But the White House “doesn’t want to perform operational tasks, it wants to focus on policy, and they want the departments to do the implementation and operational stuff,” Hale said. He gave the conference a snapshot of how the new division functions:
“Cisco IOS [and the other events] gave us a chance to work closely with the vendors, the academic community, the CERT CC [at Carnegie-Mellon University], the trade associations, and the government agencies. We had teleconferences with agencies and with 22 trade associations.

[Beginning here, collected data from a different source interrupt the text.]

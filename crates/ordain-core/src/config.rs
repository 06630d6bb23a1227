//! Registry configuration
//!
//! Loaded from TOML:
//!
//! ```toml
//! [registry]
//! host = "ro.example.com"
//! delivery = "fail_fast"
//!
//! [notifier]
//! webhook_url = "https://hooks.example.com/services/T000/B000/XXXX"
//! timeout_secs = 10
//! ```

use crate::{OrderError, OrderResult};
use ordain_notify::SinkConfig;
use serde::{Deserialize, Serialize};
use std::path::Path;

/// Upper bound accepted for the webhook timeout
pub const MAX_TIMEOUT_SECS: u64 = 3600;

/// What a new-order announcement does when one owner link fails
#[derive(Debug, Clone, Copy, Default, PartialEq, Eq, Serialize, Deserialize)]
#[serde(rename_all = "snake_case")]
pub enum DeliveryPolicy {
    /// Stop at the first failure and report it; later owners are not tried
    #[default]
    FailFast,
    /// Try every owner, then report the first failure
    BestEffort,
}

/// Settings owned by the order registry
#[derive(Debug, Clone, PartialEq, Eq, Serialize, Deserialize)]
#[serde(default)]
pub struct RegistryConfig {
    /// Host that serves the delegation page linked from owner notifications
    pub host: String,
    /// Owner-link delivery behaviour
    pub delivery: DeliveryPolicy,
}

impl Default for RegistryConfig {
    fn default() -> Self {
        Self {
            host: "localhost:8080".to_string(),
            delivery: DeliveryPolicy::FailFast,
        }
    }
}

impl RegistryConfig {
    /// Configuration linking to `host`
    pub fn with_host(host: impl Into<String>) -> Self {
        Self {
            host: host.into(),
            ..Self::default()
        }
    }

    /// Override the delivery policy
    pub fn with_delivery(mut self, delivery: DeliveryPolicy) -> Self {
        self.delivery = delivery;
        self
    }
}

/// Complete configuration file
#[derive(Debug, Clone, Default, PartialEq, Eq, Serialize, Deserialize)]
#[serde(default)]
pub struct OrdainConfig {
    /// Registry settings
    pub registry: RegistryConfig,
    /// Notification sink settings
    pub notifier: SinkConfig,
}

impl OrdainConfig {
    /// Parse and validate TOML text
    pub fn from_toml_str(text: &str) -> OrderResult<Self> {
        let config: Self = toml::from_str(text)
            .map_err(|e| OrderError::config(format!("Failed to parse config: {e}")))?;
        config.validate()?;
        Ok(config)
    }

    /// Read, parse and validate a TOML file
    pub fn load_from_file(path: &Path) -> OrderResult<Self> {
        let text = std::fs::read_to_string(path).map_err(|e| {
            OrderError::config(format!(
                "Failed to read config file {}: {}",
                path.display(),
                e
            ))
        })?;
        Self::from_toml_str(&text)
    }

    /// Check value ranges
    pub fn validate(&self) -> OrderResult<()> {
        if self.registry.host.trim().is_empty() {
            return Err(OrderError::config("registry.host cannot be empty"));
        }
        if self.notifier.timeout_secs == 0 {
            return Err(OrderError::config("notifier.timeout_secs cannot be zero"));
        }
        if self.notifier.timeout_secs > MAX_TIMEOUT_SECS {
            return Err(OrderError::config(format!(
                "notifier.timeout_secs cannot exceed {MAX_TIMEOUT_SECS}"
            )));
        }
        Ok(())
    }
}
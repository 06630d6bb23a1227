//! Error types for order bookkeeping

use crate::OrderId;
use ordain_notify::NotifyError;
use thiserror::Error;

/// Result type for registry operations
pub type OrderResult<T> = Result<T, OrderError>;

/// Errors surfaced by the order registry
#[derive(Error, Debug)]
pub enum OrderError {
    /// A lifecycle notification could not be delivered
    #[error(transparent)]
    Notify(#[from] NotifyError),

    /// No outstanding order has this id
    #[error("order {0} not found")]
    NotFound(OrderId),

    /// Configuration could not be loaded or is invalid
    #[error("configuration error: {0}")]
    Config(String),
}

impl OrderError {
    /// Create a configuration error
    pub fn config(message: impl Into<String>) -> Self {
        Self::Config(message.into())
    }
}
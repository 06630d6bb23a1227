//! Ordain Notify
//!
//! Delivery side of the order pipeline: announces order creation, delegation
//! and fulfillment to humans through a pluggable [`NotificationSink`].
//!
//! Sinks are selected at construction time and injected into the order
//! registry as `Arc<dyn NotificationSink>`:
//! - [`AbsentSink`] - no channel configured; every attempt is an error
//! - [`WebhookSink`] - JSON `POST` to a chat webhook
//!
//! A sink never swallows a failure. Whether a failure aborts the surrounding
//! operation is the caller's decision.

pub mod color;
pub mod config;
pub mod error;
pub mod sink;
pub mod webhook;

#[cfg(any(test, feature = "testing"))]
pub mod testing;

pub use color::Color;
pub use config::{build_sink, SinkConfig, DEFAULT_TIMEOUT_SECS};
pub use error::{NotifyError, NotifyResult};
pub use sink::{AbsentSink, NotificationSink};
pub use webhook::{WebhookMessage, WebhookSink};
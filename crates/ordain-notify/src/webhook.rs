//! Chat webhook sink
//!
//! Posts `{"text": "<message>"}` as JSON to a configured URL. The color hint
//! is accepted for interface compatibility but not transmitted; incoming
//! webhooks of this shape render plain text only.

use crate::{Color, NotificationSink, NotifyError, NotifyResult};
use async_trait::async_trait;
use reqwest::header::CONTENT_TYPE;
use serde::Serialize;
use std::time::Duration;
use tracing::{debug, warn};

/// Wire body sent to the webhook
#[derive(Debug, Clone, Serialize)]
pub struct WebhookMessage<'a> {
    /// Message text
    pub text: &'a str,
}

/// Notification sink backed by an HTTP webhook
#[derive(Debug, Clone)]
pub struct WebhookSink {
    /// Target URL; empty means unconfigured
    url: String,
    /// HTTP client carrying the request timeout
    client: reqwest::Client,
}

impl WebhookSink {
    /// Create a webhook sink with a bounded request timeout
    pub fn new(url: impl Into<String>, timeout: Duration) -> NotifyResult<Self> {
        let client = reqwest::Client::builder().timeout(timeout).build()?;
        Ok(Self::with_client(url, client))
    }

    /// Create a webhook sink around an existing client
    pub fn with_client(url: impl Into<String>, client: reqwest::Client) -> Self {
        Self {
            url: url.into(),
            client,
        }
    }

    /// Configured webhook URL
    pub fn url(&self) -> &str {
        &self.url
    }
}

#[async_trait]
impl NotificationSink for WebhookSink {
    async fn notify(&self, message: &str, _color: Color) -> NotifyResult<()> {
        if self.url.is_empty() {
            return Err(NotifyError::Unconfigured);
        }

        let body = serde_json::to_vec(&WebhookMessage { text: message })?;

        let response = self
            .client
            .post(&self.url)
            .header(CONTENT_TYPE, "application/json")
            .body(body)
            .send()
            .await
            .map_err(|e| {
                warn!("Could not post to webhook for the reason {}", e);
                NotifyError::from(e)
            })?;

        let status = response.status();
        // Drain the body so a broken response surfaces as an error.
        let _ = response.bytes().await.map_err(|e| {
            warn!("Could not read webhook response for the reason {}", e);
            NotifyError::from(e)
        })?;

        if !status.is_success() {
            warn!("Webhook rejected notification with status {}", status);
            return Err(NotifyError::transport(format!(
                "webhook returned status {status}"
            )));
        }

        debug!(bytes = message.len(), "Notification delivered via webhook");
        Ok(())
    }

    fn name(&self) -> &str {
        "webhook"
    }
}

#[cfg(test)]
mod tests {
    use super::*;
    use assert_matches::assert_matches;

    #[tokio::test]
    async fn empty_url_is_unconfigured() {
        let sink = WebhookSink::with_client("", reqwest::Client::new());
        let result = sink.notify("hello", Color::Red).await;
        assert_matches!(result, Err(NotifyError::Unconfigured));
    }

    #[tokio::test]
    async fn invalid_url_is_a_transport_error() {
        let sink = WebhookSink::with_client("not a url", reqwest::Client::new());
        let result = sink.notify("hello", Color::Red).await;
        assert_matches!(result, Err(NotifyError::Transport(_)));
    }

    #[test]
    fn wire_body_carries_only_text() {
        let body = serde_json::to_value(WebhookMessage { text: "order up" }).unwrap();
        assert_eq!(body, serde_json::json!({ "text": "order up" }));
    }
}
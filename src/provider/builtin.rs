use phf::phf_map;

use super::types::{AddressingRules, MailboxProvider};

const PLUS: AddressingRules = AddressingRules::NONE.with_plus_addressing();

/// Built-in providers, in registration order.
pub(crate) static BUILTIN_PROVIDERS: [MailboxProvider; 12] = [
    MailboxProvider::new("AOL", PLUS, &["mx.aol.com.", "mailin.aol.com."]),
    MailboxProvider::new("Apple", PLUS, &["icloud.com."]),
    MailboxProvider::new("Fastmail", PLUS, &["messagingengine.com."]),
    MailboxProvider::new("GMX", PLUS, &["gmx.com.", "gmx.net."]),
    MailboxProvider::new(
        "Google",
        AddressingRules::NONE
            .with_plus_addressing()
            .with_strip_dots(),
        &["google.com.", "googlemail.com."],
    ),
    MailboxProvider::new("Mail.com", PLUS, &["mail.com."]),
    MailboxProvider::new("Microsoft", PLUS, &["outlook.com."]),
    MailboxProvider::new("Proton Mail", PLUS, &["protonmail.ch."]),
    MailboxProvider::new("Rackspace", PLUS, &["emailsrvr.com."]),
    MailboxProvider::new(
        "Yahoo",
        AddressingRules::NONE.with_dash_addressing(),
        &["yahoodns.net."],
    ),
    MailboxProvider::new("Yandex", PLUS, &["mx.yandex.net.", "yandex.ru."]),
    MailboxProvider::new("Zoho", PLUS, &["zoho.com."]),
];

// MX suffix -> index into BUILTIN_PROVIDERS. Kept in sync by a unit test.
pub(crate) static BUILTIN_INDEX: phf::Map<&'static str, usize> = phf_map! {
    "mx.aol.com." => 0,
    "mailin.aol.com." => 0,
    "icloud.com." => 1,
    "messagingengine.com." => 2,
    "gmx.com." => 3,
    "gmx.net." => 3,
    "google.com." => 4,
    "googlemail.com." => 4,
    "mail.com." => 5,
    "outlook.com." => 6,
    "protonmail.ch." => 7,
    "emailsrvr.com." => 8,
    "yahoodns.net." => 9,
    "mx.yandex.net." => 10,
    "yandex.ru." => 10,
    "zoho.com." => 11,
};
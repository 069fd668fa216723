//! Input-driven resolution state for an address that is being edited.
//!
//! The session never performs lookups itself. [`CanonicalSession::set_address`]
//! hands out a [`PendingLookup`] when the current domain needs one; the caller
//! runs it wherever it likes and reports back through
//! [`CanonicalSession::complete`]. Results for a domain that is no longer the
//! current one are cached but never shown.

use std::collections::HashSet;
use std::sync::Arc;

use crate::canonical::{ResolvedAddress, extract_domain};
use crate::log;
use crate::mx::{self, MxCache, MxErrorKind, MxOutcome};
use crate::provider::{ProviderRegistry, detect_provider};

/// A lookup the session is waiting on.
#[derive(Debug, Clone, PartialEq, Eq, Hash)]
pub struct PendingLookup {
    domain: String,
}

impl PendingLookup {
    /// Normalized (ASCII, lower-case) domain to resolve.
    pub fn domain(&self) -> &str {
        &self.domain
    }
}

/// What the output surface shows for the current input.
#[cfg_attr(feature = "with-serde", derive(serde::Serialize))]
#[derive(Debug, Clone, Default, PartialEq, Eq)]
pub struct CanonicalView {
    /// Empty unless MX records were obtained for the current domain.
    pub canonical_address: String,
    pub loading: bool,
    #[cfg_attr(feature = "with-serde", serde(skip_serializing_if = "Option::is_none"))]
    pub error: Option<String>,
    #[cfg_attr(feature = "with-serde", serde(skip_serializing_if = "Option::is_none"))]
    pub error_kind: Option<MxErrorKind>,
}

pub struct CanonicalSession {
    registry: Arc<ProviderRegistry>,
    cache: Arc<MxCache>,
    address: String,
    domain: Option<String>,
    outcome: Option<MxOutcome>,
    in_flight: HashSet<String>,
}

impl CanonicalSession {
    pub fn new(registry: Arc<ProviderRegistry>, cache: Arc<MxCache>) -> Self {
        Self {
            registry,
            cache,
            address: String::new(),
            domain: None,
            outcome: None,
            in_flight: HashSet::new(),
        }
    }

    /// Record a new input value. Returns the lookup to run, if any.
    pub fn set_address(&mut self, address: &str) -> Option<PendingLookup> {
        self.address = address.trim().to_string();

        let Some(raw_domain) = extract_domain(&self.address) else {
            self.domain = None;
            self.outcome = None;
            return None;
        };

        let key = match mx::normalize_domain(raw_domain) {
            Ok(key) => key,
            Err(err) => {
                self.domain = None;
                self.outcome = Some(Err(err));
                return None;
            }
        };

        if self.domain.as_deref() == Some(key.as_str())
            && (self.outcome.is_some() || self.in_flight.contains(&key))
        {
            return None;
        }

        self.outcome = self.cache.get(&key);
        let pending = if self.outcome.is_none() && self.in_flight.insert(key.clone()) {
            log::debug!(domain = %key, "MX lookup requested");
            Some(PendingLookup {
                domain: key.clone(),
            })
        } else {
            None
        };
        self.domain = Some(key);
        pending
    }

    /// Deliver the outcome of `lookup`. Returns `true` when it applied to the
    /// current domain, `false` when it was stale.
    pub fn complete(&mut self, lookup: PendingLookup, outcome: MxOutcome) -> bool {
        self.in_flight.remove(&lookup.domain);
        let stored = self.cache.put(&lookup.domain, outcome);
        if self.domain.as_deref() != Some(lookup.domain.as_str()) {
            log::debug!(domain = %lookup.domain, "discarding stale MX resolution");
            return false;
        }
        self.outcome = Some(stored);
        true
    }

    pub fn address(&self) -> &str {
        &self.address
    }

    pub fn current_domain(&self) -> Option<&str> {
        self.domain.as_deref()
    }

    pub fn is_loading(&self) -> bool {
        match &self.domain {
            Some(domain) => self.outcome.is_none() && self.in_flight.contains(domain),
            None => false,
        }
    }

    pub fn view(&self) -> CanonicalView {
        match &self.outcome {
            Some(Ok(hosts)) => {
                let provider = detect_provider(hosts.as_slice(), &self.registry);
                let canonical_address = ResolvedAddress::new(&self.address, provider)
                    .map(|r| r.canonical)
                    .unwrap_or_default();
                CanonicalView {
                    canonical_address,
                    ..CanonicalView::default()
                }
            }
            Some(Err(err)) => CanonicalView {
                error: Some(err.to_string()),
                error_kind: Some(err.kind()),
                ..CanonicalView::default()
            },
            None => CanonicalView {
                loading: self.is_loading(),
                ..CanonicalView::default()
            },
        }
    }
}

#[cfg(test)]
mod tests {
    use super::*;
    use crate::Canonicalizer;
    use crate::mx::{MxHosts, tests::StubResolver};

    fn hosts(list: &[&str]) -> MxOutcome {
        Ok(MxHosts::new(list.iter().map(|h| h.to_string()).collect()).expect("non-empty"))
    }

    fn session() -> CanonicalSession {
        CanonicalSession::new(Arc::new(ProviderRegistry::builtin()), Arc::new(MxCache::new()))
    }

    #[test]
    fn empty_or_at_less_input_is_idle() {
        let mut s = session();
        assert!(s.set_address("").is_none());
        assert_eq!(s.view(), CanonicalView::default());
        assert!(s.set_address("user").is_none());
        assert!(s.set_address("user@").is_none());
        assert_eq!(s.current_domain(), None);
        assert_eq!(s.view(), CanonicalView::default());
    }

    #[test]
    fn loading_until_completed() {
        let mut s = session();
        let pending = s.set_address("us.er+x@gmail.com").expect("lookup");
        assert_eq!(pending.domain(), "gmail.com");
        assert!(s.view().loading);
        assert!(s.view().canonical_address.is_empty());

        assert!(s.complete(pending, hosts(&["gmail-smtp-in.l.google.com."])));
        let view = s.view();
        assert!(!view.loading);
        assert_eq!(view.canonical_address, "user@gmail.com");
        assert_eq!(view.error, None);
    }

    #[test]
    fn one_lookup_per_domain_while_in_flight() {
        let mut s = session();
        assert!(s.set_address("a@gmail.com").is_some());
        assert!(s.set_address("ab@gmail.com").is_none());
        assert!(s.set_address("abc@gmail.com").is_none());
        assert!(s.is_loading());
    }

    #[test]
    fn local_part_edits_recompute_from_cache() {
        let mut s = session();
        let pending = s.set_address("a@yahoo.com").expect("lookup");
        s.complete(pending, hosts(&["mta7.am0.yahoodns.net."]));

        assert!(s.set_address("john-shopping@yahoo.com").is_none());
        assert_eq!(s.view().canonical_address, "john@yahoo.com");
    }

    #[test]
    fn stale_resolution_is_discarded() {
        let mut s = session();
        let old = s.set_address("user@gmail.co").expect("lookup");
        let new = s.set_address("user@gmail.com").expect("lookup");

        assert!(s.complete(new, hosts(&["gmail-smtp-in.l.google.com."])));
        assert!(!s.complete(old, Err(mx::Error::query_failed(3))));

        let view = s.view();
        assert_eq!(view.canonical_address, "user@gmail.com");
        assert_eq!(view.error, None);
        assert!(!view.loading);
    }

    #[test]
    fn stale_result_still_fills_its_own_cache_entry() {
        let mut s = session();
        let old = s.set_address("user@gmail.co").expect("lookup");
        s.set_address("user@gmail.com");
        s.complete(old, Err(mx::Error::query_failed(3)));

        assert!(s.set_address("user@gmail.co").is_none());
        let view = s.view();
        assert_eq!(view.error_kind, Some(MxErrorKind::QueryFailed));
        assert!(view.canonical_address.is_empty());
    }

    #[test]
    fn no_records_surfaces_error() {
        let mut s = session();
        let pending = s.set_address("user@nomail.example").expect("lookup");
        s.complete(pending, Err(mx::Error::NoRecords));
        let view = s.view();
        assert_eq!(view.error_kind, Some(MxErrorKind::NoRecords));
        assert_eq!(
            view.error.as_deref(),
            Some("no mailserver records found for this domain")
        );
        assert!(view.canonical_address.is_empty());
        assert!(!view.loading);
    }

    #[test]
    fn invalid_domain_is_reported_without_lookup() {
        let mut s = session();
        assert!(s.set_address("user@exa\u{FFFF}mple.com").is_none());
        assert_eq!(s.view().error_kind, Some(MxErrorKind::InvalidDomain));
    }

    #[test]
    fn session_shares_canonicalizer_cache() {
        let c = Canonicalizer::new(StubResolver::with_hosts(&["mx01.mail.icloud.com."]));
        c.canonicalize("x@icloud.com").expect("resolved");

        let mut s = c.session();
        assert!(s.set_address("Mailbox.Sub+tag@iCloud.com").is_none());
        assert_eq!(s.view().canonical_address, "mailbox.sub@icloud.com");
    }

    #[test]
    fn canonicalizer_lookup_completes_session() {
        let c = Canonicalizer::new(StubResolver::with_hosts(&["mx.zoho.com."]));
        let mut s = c.session();
        let pending = s.set_address("Sales+eu@zoho.example").expect("lookup");
        let outcome = c.lookup(&pending);
        assert!(s.complete(pending, outcome));
        assert_eq!(s.view().canonical_address, "sales@zoho.example");
        assert!(c.cache().contains("zoho.example"));
    }
}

We got good information in, we processed it, and came up with actionable information to give out to people.
“We worked with the CIO Council, we helped identify the systems in government and identify the steps needed to protect government systems and critical infrastructure systems, of which I’m sure you know 80 to 90 percent in the U.S. are owned and operated by the private sector.”
While providing few details, Hale said the Live Wire drill includes several agencies and academic institutions in “another process we will go through to help us baseline our capabilities.” The exercise will amount to a “shakedown to either validate the processes we have or highlight any gaps in the processes.”
New NCSD Requirements
NCSD is a transitional group that absorbed many of the requirements of last year’s White House national cyber security strategy. It encompasses tasks formerly performed by entities pre-dating DHS now gathered under the new NCSD/US CERT banner.
NCSD’s new director, Amit Yoran, formerly of Symantec Corp., took over the division about a week before the Live Wire drill.
At the FIAC conference, Hale also noted it was only a matter of a few minutes after the northeast power grid failed in August that NCSD was looking for “spikes” or any evidence of “unusual cyber activity.” The lack of such activity might have been reported to the Terrorist Threat Integration Center, where DHS, the CIA, FBI and other anti-terror analysts are co-located.
“I can tell you that within ten minutes of the blackout, TTIC was involved working with components around the government to determine whether or not we thought it was a terrorist act,” said Joseph Augustyn, the CIA’s senior advisor to TTIC.
“We got calls from the White House within ten or fifteen minutes to determine if it was potentially a terrorist event, and we quickly determined it wasn’t,” he said.